◆ Aim of the task ◆
Keeping every word and mark, copy all of the data.

[Saved data entries]
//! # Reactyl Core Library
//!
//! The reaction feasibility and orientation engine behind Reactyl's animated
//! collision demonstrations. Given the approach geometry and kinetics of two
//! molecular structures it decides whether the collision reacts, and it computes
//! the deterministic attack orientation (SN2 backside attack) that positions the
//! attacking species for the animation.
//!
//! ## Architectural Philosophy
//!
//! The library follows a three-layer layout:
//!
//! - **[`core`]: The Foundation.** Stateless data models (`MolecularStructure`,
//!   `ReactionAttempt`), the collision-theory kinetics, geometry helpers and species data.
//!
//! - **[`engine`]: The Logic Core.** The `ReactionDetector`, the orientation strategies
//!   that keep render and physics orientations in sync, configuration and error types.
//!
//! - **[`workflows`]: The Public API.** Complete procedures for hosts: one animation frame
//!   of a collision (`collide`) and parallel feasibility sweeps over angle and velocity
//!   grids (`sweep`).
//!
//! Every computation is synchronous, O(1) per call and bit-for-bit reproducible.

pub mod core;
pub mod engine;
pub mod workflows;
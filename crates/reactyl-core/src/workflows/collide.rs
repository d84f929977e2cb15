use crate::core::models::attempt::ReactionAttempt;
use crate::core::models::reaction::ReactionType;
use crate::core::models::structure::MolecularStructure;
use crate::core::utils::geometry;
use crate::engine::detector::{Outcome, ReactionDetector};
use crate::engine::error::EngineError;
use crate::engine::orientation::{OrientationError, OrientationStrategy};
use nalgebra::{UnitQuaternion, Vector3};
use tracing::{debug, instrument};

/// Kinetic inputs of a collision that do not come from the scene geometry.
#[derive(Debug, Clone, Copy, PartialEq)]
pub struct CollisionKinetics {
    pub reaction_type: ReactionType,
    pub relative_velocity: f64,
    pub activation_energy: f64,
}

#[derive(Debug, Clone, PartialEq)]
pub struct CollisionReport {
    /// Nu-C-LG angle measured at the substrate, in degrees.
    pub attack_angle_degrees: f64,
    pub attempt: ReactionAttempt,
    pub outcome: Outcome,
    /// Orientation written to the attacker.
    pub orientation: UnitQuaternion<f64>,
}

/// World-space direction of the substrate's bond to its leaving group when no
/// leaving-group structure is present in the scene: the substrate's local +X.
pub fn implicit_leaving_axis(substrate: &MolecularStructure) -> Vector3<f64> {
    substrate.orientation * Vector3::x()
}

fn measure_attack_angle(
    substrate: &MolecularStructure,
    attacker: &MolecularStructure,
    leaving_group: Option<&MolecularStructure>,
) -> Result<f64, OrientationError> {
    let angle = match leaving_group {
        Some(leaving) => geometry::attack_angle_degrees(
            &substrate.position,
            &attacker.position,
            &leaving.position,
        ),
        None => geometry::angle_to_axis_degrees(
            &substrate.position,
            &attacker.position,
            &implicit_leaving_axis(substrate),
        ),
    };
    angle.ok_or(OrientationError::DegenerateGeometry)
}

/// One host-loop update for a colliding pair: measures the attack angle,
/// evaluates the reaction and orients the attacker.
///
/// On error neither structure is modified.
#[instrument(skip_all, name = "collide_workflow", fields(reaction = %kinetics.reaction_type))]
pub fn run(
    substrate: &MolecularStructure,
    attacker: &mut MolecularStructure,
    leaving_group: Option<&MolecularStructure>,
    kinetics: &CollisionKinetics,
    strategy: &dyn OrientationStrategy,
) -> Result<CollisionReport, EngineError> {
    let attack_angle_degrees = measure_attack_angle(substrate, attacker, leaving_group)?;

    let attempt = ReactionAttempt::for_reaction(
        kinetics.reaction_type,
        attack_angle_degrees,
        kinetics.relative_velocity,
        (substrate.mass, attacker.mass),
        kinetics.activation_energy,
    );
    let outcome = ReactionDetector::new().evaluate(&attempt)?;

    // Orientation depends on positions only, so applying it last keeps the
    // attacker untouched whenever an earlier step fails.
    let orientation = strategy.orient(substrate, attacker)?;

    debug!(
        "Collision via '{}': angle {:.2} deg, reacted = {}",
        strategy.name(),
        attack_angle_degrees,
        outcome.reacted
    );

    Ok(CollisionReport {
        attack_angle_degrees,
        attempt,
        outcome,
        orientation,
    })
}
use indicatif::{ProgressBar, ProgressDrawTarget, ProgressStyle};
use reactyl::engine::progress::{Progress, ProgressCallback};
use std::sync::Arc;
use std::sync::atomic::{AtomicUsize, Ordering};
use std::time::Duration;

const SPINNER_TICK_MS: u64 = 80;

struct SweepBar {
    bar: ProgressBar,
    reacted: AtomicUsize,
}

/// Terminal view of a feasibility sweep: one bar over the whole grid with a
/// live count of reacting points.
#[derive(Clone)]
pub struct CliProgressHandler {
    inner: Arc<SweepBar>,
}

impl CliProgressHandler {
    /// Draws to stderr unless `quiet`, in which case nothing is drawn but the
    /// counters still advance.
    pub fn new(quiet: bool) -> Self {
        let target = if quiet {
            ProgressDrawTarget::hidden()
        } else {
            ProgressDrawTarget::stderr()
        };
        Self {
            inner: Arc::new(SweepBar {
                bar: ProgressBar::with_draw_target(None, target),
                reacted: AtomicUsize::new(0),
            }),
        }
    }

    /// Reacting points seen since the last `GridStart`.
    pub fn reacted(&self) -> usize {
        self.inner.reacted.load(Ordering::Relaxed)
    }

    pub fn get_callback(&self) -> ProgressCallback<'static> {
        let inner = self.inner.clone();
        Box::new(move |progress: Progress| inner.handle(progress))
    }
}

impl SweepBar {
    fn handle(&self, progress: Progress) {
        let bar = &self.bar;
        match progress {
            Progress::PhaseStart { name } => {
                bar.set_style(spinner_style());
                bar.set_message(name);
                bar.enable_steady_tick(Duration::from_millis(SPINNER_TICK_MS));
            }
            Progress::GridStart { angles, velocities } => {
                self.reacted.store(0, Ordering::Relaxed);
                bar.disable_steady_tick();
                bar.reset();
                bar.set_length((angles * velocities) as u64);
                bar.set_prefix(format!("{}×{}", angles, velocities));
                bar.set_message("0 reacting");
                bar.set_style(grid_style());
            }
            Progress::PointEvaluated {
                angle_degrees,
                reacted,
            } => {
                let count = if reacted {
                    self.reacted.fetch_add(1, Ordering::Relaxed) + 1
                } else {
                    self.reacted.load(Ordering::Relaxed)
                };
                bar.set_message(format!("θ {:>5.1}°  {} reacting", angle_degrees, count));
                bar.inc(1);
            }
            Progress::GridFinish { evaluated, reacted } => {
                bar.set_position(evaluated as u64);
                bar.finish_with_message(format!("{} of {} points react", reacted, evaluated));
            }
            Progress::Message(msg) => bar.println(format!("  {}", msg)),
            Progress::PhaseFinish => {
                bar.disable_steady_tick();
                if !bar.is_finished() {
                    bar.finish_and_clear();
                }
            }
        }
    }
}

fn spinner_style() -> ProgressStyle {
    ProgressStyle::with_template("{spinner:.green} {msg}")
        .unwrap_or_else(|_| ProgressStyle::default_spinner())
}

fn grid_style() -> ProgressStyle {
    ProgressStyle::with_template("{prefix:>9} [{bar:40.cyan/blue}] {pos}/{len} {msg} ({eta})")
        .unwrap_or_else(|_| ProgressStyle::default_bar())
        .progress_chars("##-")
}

◆ Expected answer ◆
//! # Reactyl Core Library
//!
//! The reaction feasibility and orientation engine behind Reactyl's animated
//! collision demonstrations. Given the approach geometry and kinetics of two
//! molecular structures it decides whether the collision reacts, and it computes
//! the deterministic attack orientation (SN2 backside attack) that positions the
//! attacking species for the animation.
//!
//! ## Architectural Philosophy
//!
//! The library follows a three-layer layout:
//!
//! - **[`core`]: The Foundation.** Stateless data models (`MolecularStructure`,
//!   `ReactionAttempt`), the collision-theory kinetics, geometry helpers and species data.
//!
//! - **[`engine`]: The Logic Core.** The `ReactionDetector`, the orientation strategies
//!   that keep render and physics orientations in sync, configuration and error types.
//!
//! - **[`workflows`]: The Public API.** Complete procedures for hosts: one animation frame
//!   of a collision (`collide`) and parallel feasibility sweeps over angle and velocity
//!   grids (`sweep`).
//!
//! Every computation is synchronous, O(1) per call and bit-for-bit reproducible.

pub mod core;
pub mod engine;
pub mod workflows;
filename crates/reactyl-core/src/workflows/collide.rs
repository d84f929977e2cb15
use crate::core::models::attempt::ReactionAttempt;
use crate::core::models::reaction::ReactionType;
use crate::core::models::structure::MolecularStructure;
use crate::core::utils::geometry;
use crate::engine::detector::{Outcome, ReactionDetector};
use crate::engine::error::EngineError;
use crate::engine::orientation::{OrientationError, OrientationStrategy};
use nalgebra::{UnitQuaternion, Vector3};
use tracing::{debug, instrument};

/// Kinetic inputs of a collision that do not come from the scene geometry.
#[derive(Debug, Clone, Copy, PartialEq)]
pub struct CollisionKinetics {
    pub reaction_type: ReactionType,
    pub relative_velocity: f64,
    pub activation_energy: f64,
}

#[derive(Debug, Clone, PartialEq)]
pub struct CollisionReport {
    /// Nu-C-LG angle measured at the substrate, in degrees.
    pub attack_angle_degrees: f64,
    pub attempt: ReactionAttempt,
    pub outcome: Outcome,
    /// Orientation written to the attacker.
    pub orientation: UnitQuaternion<f64>,
}

/// World-space direction of the substrate's bond to its leaving group when no
/// leaving-group structure is present in the scene: the substrate's local +X.
pub fn implicit_leaving_axis(substrate: &MolecularStructure) -> Vector3<f64> {
    substrate.orientation * Vector3::x()
}

fn measure_attack_angle(
    substrate: &MolecularStructure,
    attacker: &MolecularStructure,
    leaving_group: Option<&MolecularStructure>,
) -> Result<f64, OrientationError> {
    let angle = match leaving_group {
        Some(leaving) => geometry::attack_angle_degrees(
            &substrate.position,
            &attacker.position,
            &leaving.position,
        ),
        None => geometry::angle_to_axis_degrees(
            &substrate.position,
            &attacker.position,
            &implicit_leaving_axis(substrate),
        ),
    };
    angle.ok_or(OrientationError::DegenerateGeometry)
}

/// One host-loop update for a colliding pair: measures the attack angle,
/// evaluates the reaction and orients the attacker.
///
/// On error neither structure is modified.
#[instrument(skip_all, name = "collide_workflow", fields(reaction = %kinetics.reaction_type))]
pub fn run(
    substrate: &MolecularStructure,
    attacker: &mut MolecularStructure,
    leaving_group: Option<&MolecularStructure>,
    kinetics: &CollisionKinetics,
    strategy: &dyn OrientationStrategy,
) -> Result<CollisionReport, EngineError> {
    let attack_angle_degrees = measure_attack_angle(substrate, attacker, leaving_group)?;

    let attempt = ReactionAttempt::for_reaction(
        kinetics.reaction_type,
        attack_angle_degrees,
        kinetics.relative_velocity,
        (substrate.mass, attacker.mass),
        kinetics.activation_energy,
    );
    let outcome = ReactionDetector::new().evaluate(&attempt)?;

    // Orientation depends on positions only, so applying it last keeps the
    // attacker untouched whenever an earlier step fails.
    let orientation = strategy.orient(substrate, attacker)?;

    debug!(
        "Collision via '{}': angle {:.2} deg, reacted = {}",
        strategy.name(),
        attack_angle_degrees,
        outcome.reacted
    );

    Ok(CollisionReport {
        attack_angle_degrees,
        attempt,
        outcome,
        orientation,
    })
}
use indicatif::{ProgressBar, ProgressDrawTarget, ProgressStyle};
use reactyl::engine::progress::{Progress, ProgressCallback};
use std::sync::Arc;
use std::sync::atomic::{AtomicUsize, Ordering};
use std::time::Duration;

const SPINNER_TICK_MS: u64 = 80;

struct SweepBar {
    bar: ProgressBar,
    reacted: AtomicUsize,
}

/// Terminal view of a feasibility sweep: one bar over the whole grid with a
/// live count of reacting points.
#[derive(Clone)]
pub struct CliProgressHandler {
    inner: Arc<SweepBar>,
}

impl CliProgressHandler {
    /// Draws to stderr unless `quiet`, in which case nothing is drawn but the
    /// counters still advance.
    pub fn new(quiet: bool) -> Self {
        let target = if quiet {
            ProgressDrawTarget::hidden()
        } else {
            ProgressDrawTarget::stderr()
        };
        Self {
            inner: Arc::new(SweepBar {
                bar: ProgressBar::with_draw_target(None, target),
                reacted: AtomicUsize::new(0),
            }),
        }
    }

    /// Reacting points seen since the last `GridStart`.
    pub fn reacted(&self) -> usize {
        self.inner.reacted.load(Ordering::Relaxed)
    }

    pub fn get_callback(&self) -> ProgressCallback<'static> {
        let inner = self.inner.clone();
        Box::new(move |progress: Progress| inner.handle(progress))
    }
}

impl SweepBar {
    fn handle(&self, progress: Progress) {
        let bar = &self.bar;
        match progress {
            Progress::PhaseStart { name } => {
                bar.set_style(spinner_style());
                bar.set_message(name);
                bar.enable_steady_tick(Duration::from_millis(SPINNER_TICK_MS));
            }
            Progress::GridStart { angles, velocities } => {
                self.reacted.store(0, Ordering::Relaxed);
                bar.disable_steady_tick();
                bar.reset();
                bar.set_length((angles * velocities) as u64);
                bar.set_prefix(format!("{}×{}", angles, velocities));
                bar.set_message("0 reacting");
                bar.set_style(grid_style());
            }
            Progress::PointEvaluated {
                angle_degrees,
                reacted,
            } => {
                let count = if reacted {
                    self.reacted.fetch_add(1, Ordering::Relaxed) + 1
                } else {
                    self.reacted.load(Ordering::Relaxed)
                };
                bar.set_message(format!("θ {:>5.1}°  {} reacting", angle_degrees, count));
                bar.inc(1);
            }
            Progress::GridFinish { evaluated, reacted } => {
                bar.set_position(evaluated as u64);
                bar.finish_with_message(format!("{} of {} points react", reacted, evaluated));
            }
            Progress::Message(msg) => bar.println(format!("  {}", msg)),
            Progress::PhaseFinish => {
                bar.disable_steady_tick();
                if !bar.is_finished() {
                    bar.finish_and_clear();
                }
            }
        }
    }
}

fn spinner_style() -> ProgressStyle {
    ProgressStyle::with_template("{spinner:.green} {msg}")
        .unwrap_or_else(|_| ProgressStyle::default_spinner())
}

fn grid_style() -> ProgressStyle {
    ProgressStyle::with_template("{prefix:>9} [{bar:40.cyan/blue}] {pos}/{len} {msg} ({eta})")
        .unwrap_or_else(|_| ProgressStyle::default_bar())
        .progress_chars("##-")
}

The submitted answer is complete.